HRMC to Investigate Landlords Tax Liabilities

In a recent development, Her Majesty’s Revenue and Customs (HMRC) has embarked on a large-scale investigation, as Landlords become the focus once again. The Government department is using data from tenancy deposit schemes to judge the expected amount of tax that Landlords should declare in their tax returns, as well as identifying landlords who declare no rent. 

This announcement should serve as a reminder for both new and veteran landlords to stay diligent about their tax obligations as it may result in a hefty fine for many, especially those who have missed important aspects of their legal obligations. 

How will they use the data?

Since 2007, it has been a legal requirement for landlords to register their tenants’ deposit with a Government approved scheme, like the TDS for example. HMRC can then use this data to estimate the annual amount of charged rent, and compare this to the details provided on landlord’s tax returns.

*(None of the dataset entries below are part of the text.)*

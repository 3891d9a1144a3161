//! The fixed, ordered set of animals the driver walks.

use crate::animal::Animal;
use crate::families::{Cat, Dog, Mouse, Tiger, Wolf};

/// Ordered animals, fixed at construction.
///
/// There is no way to add or remove an animal once the registry exists.
pub struct Registry {
    animals: Vec<Box<dyn Animal>>,
}

impl Registry {
    #[must_use]
    pub fn new(animals: Vec<Box<dyn Animal>>) -> Self {
        Self { animals }
    }

    /// The canonical menagerie: dog, wolf, cat, tiger, mouse.
    #[must_use]
    pub fn all_animals() -> Self {
        Self::new(vec![
            Box::new(Dog),
            Box::new(Wolf),
            Box::new(Cat),
            Box::new(Tiger),
            Box::new(Mouse),
        ])
    }

    pub fn iter(&self) -> impl Iterator<Item = &dyn Animal> {
        self.animals.iter().map(|animal| &**animal)
    }

    #[must_use]
    pub fn get(&self, index: usize) -> Option<&dyn Animal> {
        self.animals.get(index).map(|animal| &**animal)
    }

    #[must_use]
    pub fn names(&self) -> Vec<&'static str> {
        self.iter().map(Animal::name).collect()
    }

    #[must_use]
    pub fn len(&self) -> usize {
        self.animals.len()
    }

    #[must_use]
    pub fn is_empty(&self) -> bool {
        self.animals.is_empty()
    }
}

impl std::fmt::Debug for Registry {
    fn fmt(&self, f: &mut std::fmt::Formatter<'_>) -> std::fmt::Result {
        f.debug_struct("Registry")
            .field("animals", &self.names())
            .finish()
    }
}

impl<'a> IntoIterator for &'a Registry {
    type Item = &'a dyn Animal;
    type IntoIter = Box<dyn Iterator<Item = &'a dyn Animal> + 'a>;

    fn into_iter(self) -> Self::IntoIter {
        Box::new(self.iter())
    }
}
//! Process-wide probe counters.
//!
//! Behaviors record what they did here, attributed to the animal that did
//! it. Cumulative counters only ever grow; the two gauges (`tasks_live`,
//! `retained_bytes`) move both ways. Membership is fixed at construction so
//! lookups never lock.

use chrono::{DateTime, Utc};
use serde::{Deserialize, Serialize};
use std::sync::atomic::{AtomicU64, Ordering};
use std::time::{Duration, Instant};

use crate::registry::Registry;

/// Name used for events recorded by animals that are not registered.
pub const UNATTRIBUTED: &str = "unattributed";

/// Which contention and blocking events get recorded.
#[derive(Debug, Clone, Copy, PartialEq, Eq, Serialize, Deserialize)]
pub struct Sampling {
    /// Record one in every N lock contentions (0 disables, 1 records all)
    pub mutex_fraction: u32,

    /// Record blocking events at least this many nanoseconds long
    /// (0 disables, 1 records all)
    pub block_rate_nanos: u64,
}

impl Sampling {
    #[must_use]
    pub const fn new(mutex_fraction: u32, block_rate_nanos: u64) -> Self {
        Self {
            mutex_fraction,
            block_rate_nanos,
        }
    }

    /// Sample every contention and every blocking event.
    #[must_use]
    pub const fn record_all() -> Self {
        Self::new(1, 1)
    }

    fn admits_contention(self, sequence: u64) -> bool {
        match sequence.checked_rem(u64::from(self.mutex_fraction)) {
            Some(rem) => rem == 0,
            None => false,
        }
    }

    const fn admits_block(self, blocked_nanos: u64) -> bool {
        self.block_rate_nanos != 0 && blocked_nanos >= self.block_rate_nanos
    }
}

fn nanos(duration: Duration) -> u64 {
    u64::try_from(duration.as_nanos()).unwrap_or(u64::MAX)
}

fn bytes(len: usize) -> u64 {
    u64::try_from(len).unwrap_or(u64::MAX)
}

/// Counters attributed to a single animal.
#[derive(Debug, Default)]
pub struct EntityProbe {
    lives: AtomicU64,
    busy_nanos: AtomicU64,
    alloc_bytes: AtomicU64,
    alloc_objects: AtomicU64,
    retained_bytes: AtomicU64,
    tasks_spawned: AtomicU64,
    tasks_live: AtomicU64,
    contention_seq: AtomicU64,
    contentions: AtomicU64,
    contention_nanos: AtomicU64,
    block_events: AtomicU64,
    blocked_nanos: AtomicU64,
}

impl EntityProbe {
    pub fn record_life(&self) {
        self.lives.fetch_add(1, Ordering::Relaxed);
    }

    pub fn record_busy(&self, elapsed: Duration) {
        self.busy_nanos.fetch_add(nanos(elapsed), Ordering::Relaxed);
    }

    pub fn record_alloc(&self, len: usize) {
        self.alloc_bytes.fetch_add(bytes(len), Ordering::Relaxed);
        self.alloc_objects.fetch_add(1, Ordering::Relaxed);
    }

    pub fn record_retained(&self, len: usize) {
        self.retained_bytes.fetch_add(bytes(len), Ordering::Relaxed);
    }

    pub fn release_retained(&self, len: usize) {
        let len = bytes(len);
        // Gauge: saturate instead of wrapping if accounting ever drifts.
        let _ = self
            .retained_bytes
            .fetch_update(Ordering::Relaxed, Ordering::Relaxed, |held| {
                Some(held.saturating_sub(len))
            });
    }

    pub fn task_started(&self) {
        self.tasks_spawned.fetch_add(1, Ordering::Relaxed);
        self.tasks_live.fetch_add(1, Ordering::Relaxed);
    }

    pub fn task_finished(&self) {
        let _ = self
            .tasks_live
            .fetch_update(Ordering::Relaxed, Ordering::Relaxed, |live| {
                Some(live.saturating_sub(1))
            });
    }

    /// Record a lock wait, subject to the mutex sampling fraction.
    pub fn record_contention(&self, sampling: Sampling, waited: Duration) {
        let sequence = self.contention_seq.fetch_add(1, Ordering::Relaxed);
        if sampling.admits_contention(sequence) {
            self.contentions.fetch_add(1, Ordering::Relaxed);
            self.contention_nanos
                .fetch_add(nanos(waited), Ordering::Relaxed);
        }
    }

    /// Record a blocking wait, subject to the block sampling rate.
    pub fn record_block(&self, sampling: Sampling, blocked: Duration) {
        let blocked = nanos(blocked);
        if sampling.admits_block(blocked) {
            self.block_events.fetch_add(1, Ordering::Relaxed);
            self.blocked_nanos.fetch_add(blocked, Ordering::Relaxed);
        }
    }

    fn snapshot(&self, name: &str) -> EntitySnapshot {
        EntitySnapshot {
            name: name.to_string(),
            lives: self.lives.load(Ordering::Relaxed),
            busy_nanos: self.busy_nanos.load(Ordering::Relaxed),
            alloc_bytes: self.alloc_bytes.load(Ordering::Relaxed),
            alloc_objects: self.alloc_objects.load(Ordering::Relaxed),
            retained_bytes: self.retained_bytes.load(Ordering::Relaxed),
            tasks_spawned: self.tasks_spawned.load(Ordering::Relaxed),
            tasks_live: self.tasks_live.load(Ordering::Relaxed),
            contentions: self.contentions.load(Ordering::Relaxed),
            contention_nanos: self.contention_nanos.load(Ordering::Relaxed),
            block_events: self.block_events.load(Ordering::Relaxed),
            blocked_nanos: self.blocked_nanos.load(Ordering::Relaxed),
        }
    }
}

/// All probes for a running harness.
#[derive(Debug)]
pub struct Probes {
    entities: Vec<(&'static str, EntityProbe)>,
    unattributed: EntityProbe,
    cycles: AtomicU64,
    sampling: Sampling,
    started: Instant,
    started_at: DateTime<Utc>,
}

impl Probes {
    /// Create probes for a fixed set of animal names, in display order.
    #[must_use]
    pub fn new(names: impl IntoIterator<Item = &'static str>, sampling: Sampling) -> Self {
        Self {
            entities: names
                .into_iter()
                .map(|name| (name, EntityProbe::default()))
                .collect(),
            unattributed: EntityProbe::default(),
            cycles: AtomicU64::new(0),
            sampling,
            started: Instant::now(),
            started_at: Utc::now(),
        }
    }

    /// Create probes for every animal in a registry, in registry order.
    #[must_use]
    pub fn for_registry(registry: &Registry, sampling: Sampling) -> Self {
        Self::new(registry.names(), sampling)
    }

    /// The probe for `name`, or the shared unattributed probe.
    #[must_use]
    pub fn probe(&self, name: &str) -> &EntityProbe {
        self.entities
            .iter()
            .find(|(registered, _)| *registered == name)
            .map_or(&self.unattributed, |(_, probe)| probe)
    }

    pub fn record_cycle(&self) {
        self.cycles.fetch_add(1, Ordering::Relaxed);
    }

    #[must_use]
    pub fn cycles(&self) -> u64 {
        self.cycles.load(Ordering::Relaxed)
    }

    #[must_use]
    pub const fn sampling(&self) -> Sampling {
        self.sampling
    }

    #[must_use]
    pub fn uptime(&self) -> Duration {
        self.started.elapsed()
    }

    /// Point-in-time copy of every counter.
    #[must_use]
    pub fn snapshot(&self) -> ProbeSnapshot {
        ProbeSnapshot {
            taken_at: Utc::now(),
            started_at: self.started_at,
            uptime_secs: self.uptime().as_secs(),
            cycles: self.cycles(),
            sampling: self.sampling,
            entities: self
                .entities
                .iter()
                .map(|(name, probe)| probe.snapshot(name))
                .collect(),
            unattributed: self.unattributed.snapshot(UNATTRIBUTED),
        }
    }
}

/// Serializable copy of one animal's counters.
#[derive(Debug, Clone, PartialEq, Eq, Serialize, Deserialize)]
pub struct EntitySnapshot {
    pub name: String,
    pub lives: u64,
    pub busy_nanos: u64,
    pub alloc_bytes: u64,
    pub alloc_objects: u64,
    pub retained_bytes: u64,
    pub tasks_spawned: u64,
    pub tasks_live: u64,
    pub contentions: u64,
    pub contention_nanos: u64,
    pub block_events: u64,
    pub blocked_nanos: u64,
}

impl EntitySnapshot {
    /// True when every cumulative counter is at least its value in `earlier`.
    #[must_use]
    pub const fn dominates(&self, earlier: &Self) -> bool {
        self.lives >= earlier.lives
            && self.busy_nanos >= earlier.busy_nanos
            && self.alloc_bytes >= earlier.alloc_bytes
            && self.alloc_objects >= earlier.alloc_objects
            && self.tasks_spawned >= earlier.tasks_spawned
            && self.contentions >= earlier.contentions
            && self.contention_nanos >= earlier.contention_nanos
            && self.block_events >= earlier.block_events
            && self.blocked_nanos >= earlier.blocked_nanos
    }
}

/// Serializable copy of all probes.
#[derive(Debug, Clone, PartialEq, Eq, Serialize, Deserialize)]
pub struct ProbeSnapshot {
    pub taken_at: DateTime<Utc>,
    pub started_at: DateTime<Utc>,
    pub uptime_secs: u64,
    pub cycles: u64,
    pub sampling: Sampling,
    pub entities: Vec<EntitySnapshot>,
    pub unattributed: EntitySnapshot,
}

impl ProbeSnapshot {
    #[must_use]
    pub fn entity(&self, name: &str) -> Option<&EntitySnapshot> {
        self.entities.iter().find(|entity| entity.name == name)
    }

    /// Registered animals followed by the unattributed bucket.
    pub fn all_entities(&self) -> impl Iterator<Item = &EntitySnapshot> {
        self.entities.iter().chain(std::iter::once(&self.unattributed))
    }
}

#[cfg(test)]
mod tests {
    #![allow(clippy::unwrap_used)]

    use super::*;

    fn probes() -> Probes {
        Probes::new(["dog", "cat"], Sampling::record_all())
    }

    #[test]
    fn test_snapshot_keeps_registration_order() {
        let snapshot = probes().snapshot();
        let names: Vec<_> = snapshot.entities.iter().map(|e| e.name.as_str()).collect();
        assert_eq!(names, ["dog", "cat"]);
        assert_eq!(snapshot.unattributed.name, UNATTRIBUTED);
    }

    #[test]
    fn test_unknown_name_lands_in_unattributed() {
        let probes = probes();
        probes.probe("ghost").record_life();

        let snapshot = probes.snapshot();
        assert_eq!(snapshot.unattributed.lives, 1);
        assert!(snapshot.entities.iter().all(|e| e.lives == 0));
    }

    #[test]
    fn test_alloc_counts_bytes_and_objects() {
        let probes = probes();
        probes.probe("dog").record_alloc(1024);
        probes.probe("dog").record_alloc(512);

        let snapshot = probes.snapshot();
        let dog = snapshot.entity("dog").unwrap();
        assert_eq!(dog.alloc_bytes, 1536);
        assert_eq!(dog.alloc_objects, 2);
    }

    #[test]
    fn test_retained_gauge_saturates_at_zero() {
        let probes = probes();
        let cat = probes.probe("cat");
        cat.record_retained(100);
        cat.release_retained(40);
        assert_eq!(probes.snapshot().entity("cat").unwrap().retained_bytes, 60);

        cat.release_retained(1_000);
        assert_eq!(probes.snapshot().entity("cat").unwrap().retained_bytes, 0);
    }

    #[test]
    fn test_task_gauge_tracks_live_helpers() {
        let probes = probes();
        let dog = probes.probe("dog");
        dog.task_started();
        dog.task_started();
        dog.task_finished();

        let snapshot = probes.snapshot();
        let dog = snapshot.entity("dog").unwrap();
        assert_eq!(dog.tasks_spawned, 2);
        assert_eq!(dog.tasks_live, 1);
    }

    #[test]
    fn test_mutex_fraction_samples_every_nth_event() {
        let probes = Probes::new(["wolf"], Sampling::new(3, 1));
        let wolf = probes.probe("wolf");
        for _ in 0..7 {
            wolf.record_contention(probes.sampling(), Duration::from_millis(1));
        }

        let snapshot = probes.snapshot();
        let wolf = snapshot.entity("wolf").unwrap();
        // Sequence numbers 0, 3 and 6 are admitted.
        assert_eq!(wolf.contentions, 3);
        assert_eq!(wolf.contention_nanos, 3_000_000);
    }

    #[test]
    fn test_zero_mutex_fraction_disables_sampling() {
        let probes = Probes::new(["wolf"], Sampling::new(0, 1));
        probes
            .probe("wolf")
            .record_contention(probes.sampling(), Duration::from_millis(1));
        assert_eq!(probes.snapshot().entity("wolf").unwrap().contentions, 0);
    }

    #[test]
    fn test_block_rate_is_a_threshold() {
        let probes = Probes::new(["cat"], Sampling::new(1, 1_000));
        let cat = probes.probe("cat");
        cat.record_block(probes.sampling(), Duration::from_nanos(999));
        cat.record_block(probes.sampling(), Duration::from_nanos(1_000));

        let snapshot = probes.snapshot();
        let cat = snapshot.entity("cat").unwrap();
        assert_eq!(cat.block_events, 1);
        assert_eq!(cat.blocked_nanos, 1_000);
    }

    #[test]
    fn test_snapshots_are_monotonic() {
        let probes = probes();
        let before = probes.snapshot();
        probes.probe("dog").record_busy(Duration::from_micros(5));
        probes.probe("dog").record_life();
        probes.record_cycle();
        let after = probes.snapshot();

        assert!(after.cycles > before.cycles);
        for (later, earlier) in after.all_entities().zip(before.all_entities()) {
            assert!(later.dominates(earlier), "{} went backwards", later.name);
        }
    }

    #[test]
    fn test_snapshot_serializes_to_json() {
        let json = serde_json::to_value(probes().snapshot()).unwrap();
        assert_eq!(json["sampling"]["mutex_fraction"], 1);
        assert_eq!(json["entities"][1]["name"], "cat");
    }
}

Where issues may be identified, HMRC are expected to sent out correspondence to Landlords, called nudge letters, asking them to confirm their tax information. 

 

If you do receive a nudge letter, it is always recommended to reply within the time frame given, as well as quickly as possible. It is quite common for HMRC to open an official investigation if they do not receive a reply. Ontop of this, HMRC can investigate back 20 years if they believe that deliberate avoidance has occurred and has the powers to undertake criminal investigations.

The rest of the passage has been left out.